WORK TO COMPLETE: Show all lines of the listing that contain the word "CursorIcon".

EXCERPTED DATA:
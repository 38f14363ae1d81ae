pub mod icon_button;
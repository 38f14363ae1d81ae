use egui::{
    Align2, Color32, CursorIcon, FontFamily, FontId, RichText, Sense, Stroke, Vec2, Widget,
};

use crate::ui::font::PHOSPHOR_FILL;

/// Square button showing one phosphor glyph
pub struct IconButton {
    size: f32,
    bg_color: Color32,
    icon: &'static str,
    icon_color: Color32,
    tooltip_text: Option<String>,
}

impl IconButton {
    pub fn new(icon: &'static str) -> Self {
        Self {
            size: 25.,
            bg_color: Color32::from_gray(150),
            icon,
            icon_color: Color32::from_gray(30),
            tooltip_text: None,
        }
    }
    pub fn fill(mut self, bg: Color32) -> Self {
        self.bg_color = bg;
        self
    }
    pub fn tooltip(mut self, text: impl ToString) -> Self {
        self.tooltip_text = Some(text.to_string());
        self
    }
}

impl Widget for IconButton {
    fn ui(self, ui: &mut egui::Ui) -> egui::Response {
        let (mut res, painter) =
            ui.allocate_painter(Vec2::splat(self.size), Sense::click());
        let rect = res.rect;
        let fill = if !ui.is_enabled() {
            self.bg_color.gamma_multiply(0.4)
        } else if res.hovered() {
            self.bg_color.gamma_multiply(0.8)
        } else {
            self.bg_color
        };
        let stroke = if res.has_focus() {
            Stroke::new(1.0, Color32::from_white_alpha(200))
        } else {
            Stroke::NONE
        };
        painter.rect(rect, 2.0, fill, stroke, egui::StrokeKind::Inside);
        painter.text(
            rect.center(),
            Align2::CENTER_CENTER,
            self.icon,
            FontId::new(self.size * 0.6, FontFamily::Name(PHOSPHOR_FILL.into())),
            self.icon_color,
        );

        if ui.is_enabled() {
            res = res.on_hover_cursor(CursorIcon::PointingHand);
        }
        if let Some(text) = self.tooltip_text {
            res = res.on_hover_text(RichText::new(text).color(Color32::WHITE).size(10.));
        }
        res
    }
}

RESPONSE AREA:
    Align2, Color32, CursorIcon, FontFamily, FontId, RichText, Sense, Stroke, Vec2, Widget,
            res = res.on_hover_cursor(CursorIcon::PointingHand);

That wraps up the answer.